= Saved data entries =
___

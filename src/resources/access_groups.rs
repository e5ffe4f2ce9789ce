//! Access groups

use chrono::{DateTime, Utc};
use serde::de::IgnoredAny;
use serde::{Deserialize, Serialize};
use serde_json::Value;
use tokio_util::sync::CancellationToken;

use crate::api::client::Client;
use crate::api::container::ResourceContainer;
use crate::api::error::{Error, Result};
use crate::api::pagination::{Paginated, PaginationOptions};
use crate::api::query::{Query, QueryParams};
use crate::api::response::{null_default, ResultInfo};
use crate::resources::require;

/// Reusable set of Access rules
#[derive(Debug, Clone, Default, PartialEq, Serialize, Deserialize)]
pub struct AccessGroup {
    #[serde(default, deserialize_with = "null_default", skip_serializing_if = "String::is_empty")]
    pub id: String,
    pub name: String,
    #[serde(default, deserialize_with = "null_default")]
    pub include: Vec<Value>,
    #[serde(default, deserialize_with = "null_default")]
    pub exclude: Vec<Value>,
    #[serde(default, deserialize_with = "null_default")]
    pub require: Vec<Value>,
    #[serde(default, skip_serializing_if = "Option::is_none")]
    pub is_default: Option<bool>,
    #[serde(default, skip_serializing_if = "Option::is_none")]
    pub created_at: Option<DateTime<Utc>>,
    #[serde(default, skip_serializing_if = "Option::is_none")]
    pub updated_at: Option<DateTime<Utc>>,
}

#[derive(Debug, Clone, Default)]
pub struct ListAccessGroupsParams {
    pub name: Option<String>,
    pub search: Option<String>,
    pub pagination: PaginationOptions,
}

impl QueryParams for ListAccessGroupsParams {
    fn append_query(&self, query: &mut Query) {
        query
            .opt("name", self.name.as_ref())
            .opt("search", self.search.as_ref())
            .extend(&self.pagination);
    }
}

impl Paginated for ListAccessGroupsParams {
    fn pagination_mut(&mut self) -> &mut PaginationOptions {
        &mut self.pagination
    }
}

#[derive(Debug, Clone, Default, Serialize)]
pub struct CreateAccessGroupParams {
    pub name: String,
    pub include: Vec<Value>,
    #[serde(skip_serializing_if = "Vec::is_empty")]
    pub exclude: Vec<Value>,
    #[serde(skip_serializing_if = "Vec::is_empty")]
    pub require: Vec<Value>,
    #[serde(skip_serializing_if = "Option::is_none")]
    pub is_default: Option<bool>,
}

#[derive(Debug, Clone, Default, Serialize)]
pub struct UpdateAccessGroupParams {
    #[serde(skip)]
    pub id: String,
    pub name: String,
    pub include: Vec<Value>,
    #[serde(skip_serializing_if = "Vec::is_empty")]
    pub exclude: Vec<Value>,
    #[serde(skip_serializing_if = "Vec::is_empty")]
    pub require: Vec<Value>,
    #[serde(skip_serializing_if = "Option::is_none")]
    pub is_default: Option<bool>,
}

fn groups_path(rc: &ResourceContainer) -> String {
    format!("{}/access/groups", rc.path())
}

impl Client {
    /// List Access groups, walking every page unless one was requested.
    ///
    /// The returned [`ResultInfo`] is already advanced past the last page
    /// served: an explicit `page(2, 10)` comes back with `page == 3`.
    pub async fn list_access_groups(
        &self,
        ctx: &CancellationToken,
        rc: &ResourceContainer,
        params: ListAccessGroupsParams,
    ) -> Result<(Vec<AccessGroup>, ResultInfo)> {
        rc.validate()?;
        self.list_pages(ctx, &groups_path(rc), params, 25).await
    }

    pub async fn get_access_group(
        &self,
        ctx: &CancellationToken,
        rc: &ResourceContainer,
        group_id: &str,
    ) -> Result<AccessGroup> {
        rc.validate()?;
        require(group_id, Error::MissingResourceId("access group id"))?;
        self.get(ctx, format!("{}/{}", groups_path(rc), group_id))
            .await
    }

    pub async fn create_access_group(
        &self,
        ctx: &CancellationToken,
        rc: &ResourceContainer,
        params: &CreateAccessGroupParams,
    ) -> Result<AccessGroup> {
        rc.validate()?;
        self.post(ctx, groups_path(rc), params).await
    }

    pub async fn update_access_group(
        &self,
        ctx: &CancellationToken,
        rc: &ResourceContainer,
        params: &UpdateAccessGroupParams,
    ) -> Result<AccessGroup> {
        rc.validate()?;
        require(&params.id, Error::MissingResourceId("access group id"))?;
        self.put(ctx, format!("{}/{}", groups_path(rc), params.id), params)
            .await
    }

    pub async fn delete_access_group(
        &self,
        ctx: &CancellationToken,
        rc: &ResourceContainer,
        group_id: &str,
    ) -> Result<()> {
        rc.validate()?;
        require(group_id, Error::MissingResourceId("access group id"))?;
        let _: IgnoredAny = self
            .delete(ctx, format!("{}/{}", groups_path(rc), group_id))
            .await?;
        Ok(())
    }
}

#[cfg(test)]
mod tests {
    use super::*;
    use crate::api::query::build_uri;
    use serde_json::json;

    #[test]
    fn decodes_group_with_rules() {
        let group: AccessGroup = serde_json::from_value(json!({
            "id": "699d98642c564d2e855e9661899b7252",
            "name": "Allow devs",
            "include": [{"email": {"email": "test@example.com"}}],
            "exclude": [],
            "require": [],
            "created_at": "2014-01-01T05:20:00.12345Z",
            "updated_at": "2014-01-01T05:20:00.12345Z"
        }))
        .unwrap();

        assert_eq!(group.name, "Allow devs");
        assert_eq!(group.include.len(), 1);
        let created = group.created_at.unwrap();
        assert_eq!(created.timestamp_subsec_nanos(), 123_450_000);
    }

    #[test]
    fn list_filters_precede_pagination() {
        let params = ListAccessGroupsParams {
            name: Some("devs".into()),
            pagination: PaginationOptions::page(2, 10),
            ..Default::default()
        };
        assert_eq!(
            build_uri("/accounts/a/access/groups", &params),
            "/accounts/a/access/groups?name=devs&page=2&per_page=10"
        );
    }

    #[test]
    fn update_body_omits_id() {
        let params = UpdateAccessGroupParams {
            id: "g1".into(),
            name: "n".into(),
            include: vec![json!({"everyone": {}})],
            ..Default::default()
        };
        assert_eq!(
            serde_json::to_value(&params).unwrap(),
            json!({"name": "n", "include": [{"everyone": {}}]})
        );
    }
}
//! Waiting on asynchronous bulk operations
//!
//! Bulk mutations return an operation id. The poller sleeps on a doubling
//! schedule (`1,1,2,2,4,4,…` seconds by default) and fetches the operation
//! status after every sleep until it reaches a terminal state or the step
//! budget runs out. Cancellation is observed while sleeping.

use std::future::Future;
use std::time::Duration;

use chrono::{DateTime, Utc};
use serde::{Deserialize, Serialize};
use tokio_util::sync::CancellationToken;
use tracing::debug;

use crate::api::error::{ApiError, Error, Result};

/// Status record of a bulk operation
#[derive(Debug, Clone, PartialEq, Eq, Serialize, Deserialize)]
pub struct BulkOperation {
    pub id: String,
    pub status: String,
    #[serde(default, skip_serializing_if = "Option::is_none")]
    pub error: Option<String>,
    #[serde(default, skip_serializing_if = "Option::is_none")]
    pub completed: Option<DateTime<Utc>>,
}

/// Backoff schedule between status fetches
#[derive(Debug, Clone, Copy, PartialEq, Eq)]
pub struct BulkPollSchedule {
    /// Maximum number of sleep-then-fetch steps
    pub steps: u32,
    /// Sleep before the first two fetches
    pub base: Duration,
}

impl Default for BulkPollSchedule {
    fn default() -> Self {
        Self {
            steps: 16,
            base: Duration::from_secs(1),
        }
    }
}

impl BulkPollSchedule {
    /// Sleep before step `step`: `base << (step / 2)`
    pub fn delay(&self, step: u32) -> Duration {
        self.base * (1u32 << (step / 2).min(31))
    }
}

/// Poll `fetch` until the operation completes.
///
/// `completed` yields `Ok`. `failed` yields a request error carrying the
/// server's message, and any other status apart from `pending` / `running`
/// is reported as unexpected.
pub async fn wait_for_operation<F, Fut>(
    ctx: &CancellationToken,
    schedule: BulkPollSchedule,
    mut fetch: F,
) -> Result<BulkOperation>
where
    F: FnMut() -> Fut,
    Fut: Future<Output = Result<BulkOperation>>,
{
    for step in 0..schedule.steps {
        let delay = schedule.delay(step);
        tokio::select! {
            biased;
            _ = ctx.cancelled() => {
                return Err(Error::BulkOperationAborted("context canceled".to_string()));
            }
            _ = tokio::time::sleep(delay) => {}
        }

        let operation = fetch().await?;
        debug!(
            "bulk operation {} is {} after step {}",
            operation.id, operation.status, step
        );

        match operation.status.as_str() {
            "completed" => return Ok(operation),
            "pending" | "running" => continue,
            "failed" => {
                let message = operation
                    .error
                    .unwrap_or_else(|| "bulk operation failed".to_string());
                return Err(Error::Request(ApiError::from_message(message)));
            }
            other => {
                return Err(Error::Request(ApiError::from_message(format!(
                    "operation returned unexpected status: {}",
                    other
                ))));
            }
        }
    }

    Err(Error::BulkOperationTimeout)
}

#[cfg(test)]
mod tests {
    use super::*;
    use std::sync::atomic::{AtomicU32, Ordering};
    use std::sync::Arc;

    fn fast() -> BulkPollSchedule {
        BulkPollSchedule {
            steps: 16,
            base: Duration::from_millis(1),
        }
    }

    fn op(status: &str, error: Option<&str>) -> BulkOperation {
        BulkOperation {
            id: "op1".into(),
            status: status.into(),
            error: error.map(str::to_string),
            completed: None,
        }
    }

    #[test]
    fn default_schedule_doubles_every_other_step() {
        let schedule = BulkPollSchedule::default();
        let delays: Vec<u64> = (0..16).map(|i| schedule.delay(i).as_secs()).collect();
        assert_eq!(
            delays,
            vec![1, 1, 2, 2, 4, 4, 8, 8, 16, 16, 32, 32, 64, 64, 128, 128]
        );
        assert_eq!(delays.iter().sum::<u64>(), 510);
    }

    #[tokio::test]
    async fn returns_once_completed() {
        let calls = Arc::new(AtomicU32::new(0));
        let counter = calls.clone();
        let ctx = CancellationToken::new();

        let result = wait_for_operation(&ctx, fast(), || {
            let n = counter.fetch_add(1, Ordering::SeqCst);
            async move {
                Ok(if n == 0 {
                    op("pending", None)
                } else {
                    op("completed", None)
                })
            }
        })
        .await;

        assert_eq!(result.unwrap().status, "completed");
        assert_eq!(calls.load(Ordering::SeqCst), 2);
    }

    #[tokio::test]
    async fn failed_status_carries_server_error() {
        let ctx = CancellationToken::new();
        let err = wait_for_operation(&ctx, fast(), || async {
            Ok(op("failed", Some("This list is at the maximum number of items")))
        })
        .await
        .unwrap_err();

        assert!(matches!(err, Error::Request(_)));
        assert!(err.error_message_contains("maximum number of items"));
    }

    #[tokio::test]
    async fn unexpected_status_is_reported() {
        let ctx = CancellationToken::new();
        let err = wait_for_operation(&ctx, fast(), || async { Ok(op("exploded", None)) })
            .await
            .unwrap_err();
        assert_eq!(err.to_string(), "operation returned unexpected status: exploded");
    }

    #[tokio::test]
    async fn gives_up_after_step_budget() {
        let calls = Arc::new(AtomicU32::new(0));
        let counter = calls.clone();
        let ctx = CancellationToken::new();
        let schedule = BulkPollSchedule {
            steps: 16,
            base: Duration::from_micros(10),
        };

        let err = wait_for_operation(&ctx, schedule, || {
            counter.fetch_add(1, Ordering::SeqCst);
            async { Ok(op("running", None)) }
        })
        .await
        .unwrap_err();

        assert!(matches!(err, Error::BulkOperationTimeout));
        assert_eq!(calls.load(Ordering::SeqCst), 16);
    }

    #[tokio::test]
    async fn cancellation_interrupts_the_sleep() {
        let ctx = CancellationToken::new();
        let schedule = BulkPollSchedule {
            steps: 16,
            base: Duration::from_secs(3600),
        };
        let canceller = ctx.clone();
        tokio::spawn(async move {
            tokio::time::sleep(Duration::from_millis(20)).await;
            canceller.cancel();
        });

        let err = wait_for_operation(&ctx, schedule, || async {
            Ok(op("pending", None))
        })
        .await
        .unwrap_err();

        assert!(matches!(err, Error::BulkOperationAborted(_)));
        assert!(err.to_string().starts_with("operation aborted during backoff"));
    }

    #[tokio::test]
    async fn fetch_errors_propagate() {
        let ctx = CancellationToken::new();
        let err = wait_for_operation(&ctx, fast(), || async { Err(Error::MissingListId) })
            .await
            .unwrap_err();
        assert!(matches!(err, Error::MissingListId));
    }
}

___

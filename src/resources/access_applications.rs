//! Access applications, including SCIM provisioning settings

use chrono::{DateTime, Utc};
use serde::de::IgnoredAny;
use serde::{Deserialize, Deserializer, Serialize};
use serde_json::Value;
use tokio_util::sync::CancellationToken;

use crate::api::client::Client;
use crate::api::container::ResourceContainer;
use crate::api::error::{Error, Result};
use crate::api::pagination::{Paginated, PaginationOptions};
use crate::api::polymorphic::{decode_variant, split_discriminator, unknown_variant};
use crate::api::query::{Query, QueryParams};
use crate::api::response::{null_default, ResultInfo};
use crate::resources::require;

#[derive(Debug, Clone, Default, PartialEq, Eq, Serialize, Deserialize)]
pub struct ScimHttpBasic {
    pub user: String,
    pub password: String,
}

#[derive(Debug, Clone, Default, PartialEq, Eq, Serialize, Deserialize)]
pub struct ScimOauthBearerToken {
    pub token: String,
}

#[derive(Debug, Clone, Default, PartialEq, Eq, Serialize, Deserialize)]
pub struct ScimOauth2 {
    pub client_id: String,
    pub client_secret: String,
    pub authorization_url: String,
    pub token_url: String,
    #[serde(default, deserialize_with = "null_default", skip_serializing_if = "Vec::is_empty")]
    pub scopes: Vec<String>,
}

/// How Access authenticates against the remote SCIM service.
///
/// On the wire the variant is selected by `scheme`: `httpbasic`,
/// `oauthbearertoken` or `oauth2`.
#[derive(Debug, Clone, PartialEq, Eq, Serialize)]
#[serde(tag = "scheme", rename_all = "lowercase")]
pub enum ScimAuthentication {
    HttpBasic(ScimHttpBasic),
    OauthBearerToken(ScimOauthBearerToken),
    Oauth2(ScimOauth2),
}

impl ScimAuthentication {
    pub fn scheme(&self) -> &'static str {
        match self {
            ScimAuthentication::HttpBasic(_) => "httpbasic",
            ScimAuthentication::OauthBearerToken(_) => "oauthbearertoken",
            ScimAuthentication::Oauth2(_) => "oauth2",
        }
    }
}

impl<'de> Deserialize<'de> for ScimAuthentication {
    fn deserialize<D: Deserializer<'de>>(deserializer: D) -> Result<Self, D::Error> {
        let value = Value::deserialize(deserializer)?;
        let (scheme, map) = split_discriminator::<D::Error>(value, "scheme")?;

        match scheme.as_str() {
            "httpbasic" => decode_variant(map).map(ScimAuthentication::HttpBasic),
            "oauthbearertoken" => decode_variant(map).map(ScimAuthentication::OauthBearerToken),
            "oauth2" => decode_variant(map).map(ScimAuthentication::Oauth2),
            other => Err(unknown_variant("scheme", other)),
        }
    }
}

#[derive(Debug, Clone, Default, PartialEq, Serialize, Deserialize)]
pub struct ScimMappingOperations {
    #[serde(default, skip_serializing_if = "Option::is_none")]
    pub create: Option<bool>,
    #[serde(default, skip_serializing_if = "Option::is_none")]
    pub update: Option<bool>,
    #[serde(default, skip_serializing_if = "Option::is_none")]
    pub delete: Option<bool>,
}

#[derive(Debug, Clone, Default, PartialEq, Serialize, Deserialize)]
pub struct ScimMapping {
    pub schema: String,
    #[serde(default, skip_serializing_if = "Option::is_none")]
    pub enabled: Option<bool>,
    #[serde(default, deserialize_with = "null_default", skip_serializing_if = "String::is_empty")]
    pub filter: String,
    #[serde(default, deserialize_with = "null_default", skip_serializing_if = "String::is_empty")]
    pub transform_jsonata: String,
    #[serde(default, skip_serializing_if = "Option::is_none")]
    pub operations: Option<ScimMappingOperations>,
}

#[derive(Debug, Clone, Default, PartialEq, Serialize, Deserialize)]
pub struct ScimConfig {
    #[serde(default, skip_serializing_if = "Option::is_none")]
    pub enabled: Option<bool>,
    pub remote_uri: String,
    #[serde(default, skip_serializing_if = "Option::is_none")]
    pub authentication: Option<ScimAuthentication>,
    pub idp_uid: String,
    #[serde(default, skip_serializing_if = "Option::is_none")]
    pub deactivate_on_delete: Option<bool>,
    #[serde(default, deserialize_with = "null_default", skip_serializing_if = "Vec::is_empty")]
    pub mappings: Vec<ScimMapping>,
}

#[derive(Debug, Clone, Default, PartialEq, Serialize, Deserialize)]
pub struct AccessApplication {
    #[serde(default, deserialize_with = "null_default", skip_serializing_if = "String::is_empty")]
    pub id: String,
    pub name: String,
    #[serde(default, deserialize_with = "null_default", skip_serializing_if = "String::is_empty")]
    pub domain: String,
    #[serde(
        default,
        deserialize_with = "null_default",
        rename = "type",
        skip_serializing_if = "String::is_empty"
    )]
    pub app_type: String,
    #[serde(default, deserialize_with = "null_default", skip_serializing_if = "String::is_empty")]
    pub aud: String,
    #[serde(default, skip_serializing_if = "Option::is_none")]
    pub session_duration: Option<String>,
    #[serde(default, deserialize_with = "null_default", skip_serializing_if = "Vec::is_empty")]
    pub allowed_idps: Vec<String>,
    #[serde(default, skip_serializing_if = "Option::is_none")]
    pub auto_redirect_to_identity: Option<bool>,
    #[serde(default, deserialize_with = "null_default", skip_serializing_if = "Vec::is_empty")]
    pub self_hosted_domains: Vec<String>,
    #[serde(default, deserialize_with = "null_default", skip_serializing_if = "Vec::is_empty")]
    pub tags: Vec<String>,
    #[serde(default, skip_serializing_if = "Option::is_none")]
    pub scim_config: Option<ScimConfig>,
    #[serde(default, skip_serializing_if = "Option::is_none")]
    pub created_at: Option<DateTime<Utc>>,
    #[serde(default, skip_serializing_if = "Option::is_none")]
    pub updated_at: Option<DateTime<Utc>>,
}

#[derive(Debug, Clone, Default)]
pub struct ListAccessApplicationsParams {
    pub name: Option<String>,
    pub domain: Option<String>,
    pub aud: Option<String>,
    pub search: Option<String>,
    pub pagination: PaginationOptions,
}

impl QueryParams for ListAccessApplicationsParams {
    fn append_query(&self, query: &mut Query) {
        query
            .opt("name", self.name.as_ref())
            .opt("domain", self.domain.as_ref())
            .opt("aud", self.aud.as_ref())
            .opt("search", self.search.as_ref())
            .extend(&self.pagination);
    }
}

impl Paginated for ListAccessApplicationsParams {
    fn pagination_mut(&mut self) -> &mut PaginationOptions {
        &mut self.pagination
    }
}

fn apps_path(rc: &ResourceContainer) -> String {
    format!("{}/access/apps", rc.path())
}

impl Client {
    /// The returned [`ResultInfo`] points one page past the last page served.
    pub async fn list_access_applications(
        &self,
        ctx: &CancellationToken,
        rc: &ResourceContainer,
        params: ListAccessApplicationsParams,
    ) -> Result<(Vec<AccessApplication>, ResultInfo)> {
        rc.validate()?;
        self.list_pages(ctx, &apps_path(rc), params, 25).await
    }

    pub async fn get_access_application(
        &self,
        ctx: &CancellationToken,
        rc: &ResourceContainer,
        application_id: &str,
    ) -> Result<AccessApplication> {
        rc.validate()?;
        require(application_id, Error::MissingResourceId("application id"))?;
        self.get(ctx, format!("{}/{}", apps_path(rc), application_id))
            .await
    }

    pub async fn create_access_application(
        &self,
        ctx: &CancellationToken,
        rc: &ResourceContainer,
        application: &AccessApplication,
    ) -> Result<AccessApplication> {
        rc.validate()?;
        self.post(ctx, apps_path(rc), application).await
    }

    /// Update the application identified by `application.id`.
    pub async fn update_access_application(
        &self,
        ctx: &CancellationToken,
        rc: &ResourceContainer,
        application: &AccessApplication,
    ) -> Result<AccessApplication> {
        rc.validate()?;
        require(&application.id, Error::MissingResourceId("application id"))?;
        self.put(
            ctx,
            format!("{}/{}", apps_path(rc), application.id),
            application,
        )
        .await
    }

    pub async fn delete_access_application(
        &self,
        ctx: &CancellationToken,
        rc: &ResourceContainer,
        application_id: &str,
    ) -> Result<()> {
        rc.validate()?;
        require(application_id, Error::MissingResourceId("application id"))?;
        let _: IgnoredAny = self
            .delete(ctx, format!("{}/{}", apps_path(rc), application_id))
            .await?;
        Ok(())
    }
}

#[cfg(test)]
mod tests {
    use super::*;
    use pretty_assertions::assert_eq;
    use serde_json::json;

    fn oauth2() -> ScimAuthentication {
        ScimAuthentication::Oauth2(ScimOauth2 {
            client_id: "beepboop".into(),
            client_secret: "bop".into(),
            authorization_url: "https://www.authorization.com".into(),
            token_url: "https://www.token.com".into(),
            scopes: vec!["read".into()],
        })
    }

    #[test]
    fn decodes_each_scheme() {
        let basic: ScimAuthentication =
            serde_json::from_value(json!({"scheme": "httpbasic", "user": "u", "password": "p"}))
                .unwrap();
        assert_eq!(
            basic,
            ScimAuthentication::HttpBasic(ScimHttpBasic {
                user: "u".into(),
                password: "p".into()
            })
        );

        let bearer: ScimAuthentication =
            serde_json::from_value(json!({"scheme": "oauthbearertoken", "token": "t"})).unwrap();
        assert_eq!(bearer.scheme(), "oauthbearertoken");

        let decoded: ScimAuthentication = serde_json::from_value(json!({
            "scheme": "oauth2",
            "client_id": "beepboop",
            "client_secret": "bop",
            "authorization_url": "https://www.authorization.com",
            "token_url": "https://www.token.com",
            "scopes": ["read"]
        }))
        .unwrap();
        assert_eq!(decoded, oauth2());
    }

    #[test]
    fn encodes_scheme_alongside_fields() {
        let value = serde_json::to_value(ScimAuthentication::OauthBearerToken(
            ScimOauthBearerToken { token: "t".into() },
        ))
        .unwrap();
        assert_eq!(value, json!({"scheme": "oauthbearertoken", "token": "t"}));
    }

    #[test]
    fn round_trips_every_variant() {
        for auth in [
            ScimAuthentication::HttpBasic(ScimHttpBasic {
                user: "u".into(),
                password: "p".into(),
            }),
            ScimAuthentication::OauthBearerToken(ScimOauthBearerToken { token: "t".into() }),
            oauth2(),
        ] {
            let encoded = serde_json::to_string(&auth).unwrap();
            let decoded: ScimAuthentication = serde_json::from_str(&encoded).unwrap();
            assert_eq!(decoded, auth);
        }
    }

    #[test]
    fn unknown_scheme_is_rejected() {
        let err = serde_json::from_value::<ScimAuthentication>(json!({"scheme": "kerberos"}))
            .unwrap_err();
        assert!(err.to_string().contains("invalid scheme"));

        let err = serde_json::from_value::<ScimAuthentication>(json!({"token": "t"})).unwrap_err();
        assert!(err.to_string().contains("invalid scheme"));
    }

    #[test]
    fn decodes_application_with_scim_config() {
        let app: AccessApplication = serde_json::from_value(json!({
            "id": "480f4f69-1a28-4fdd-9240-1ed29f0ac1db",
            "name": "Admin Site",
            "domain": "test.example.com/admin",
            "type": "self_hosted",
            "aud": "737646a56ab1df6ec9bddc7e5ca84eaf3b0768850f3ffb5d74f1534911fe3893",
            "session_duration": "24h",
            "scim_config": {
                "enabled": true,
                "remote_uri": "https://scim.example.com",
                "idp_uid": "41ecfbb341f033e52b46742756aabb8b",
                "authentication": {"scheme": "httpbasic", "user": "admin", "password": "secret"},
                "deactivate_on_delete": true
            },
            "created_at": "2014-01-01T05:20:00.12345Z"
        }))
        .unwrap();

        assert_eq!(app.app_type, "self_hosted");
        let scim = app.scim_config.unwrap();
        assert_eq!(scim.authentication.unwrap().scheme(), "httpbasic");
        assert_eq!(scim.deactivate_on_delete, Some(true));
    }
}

___

= INSTRUCTIONS FOR THE TASK =
Wherever the word "ScimOauthBearerToken" appears in the data, return the whole line.

= RESULT =
pub struct ScimOauthBearerToken {
    OauthBearerToken(ScimOauthBearerToken),
            ScimOauthBearerToken { token: "t".into() },
            ScimAuthentication::OauthBearerToken(ScimOauthBearerToken { token: "t".into() }),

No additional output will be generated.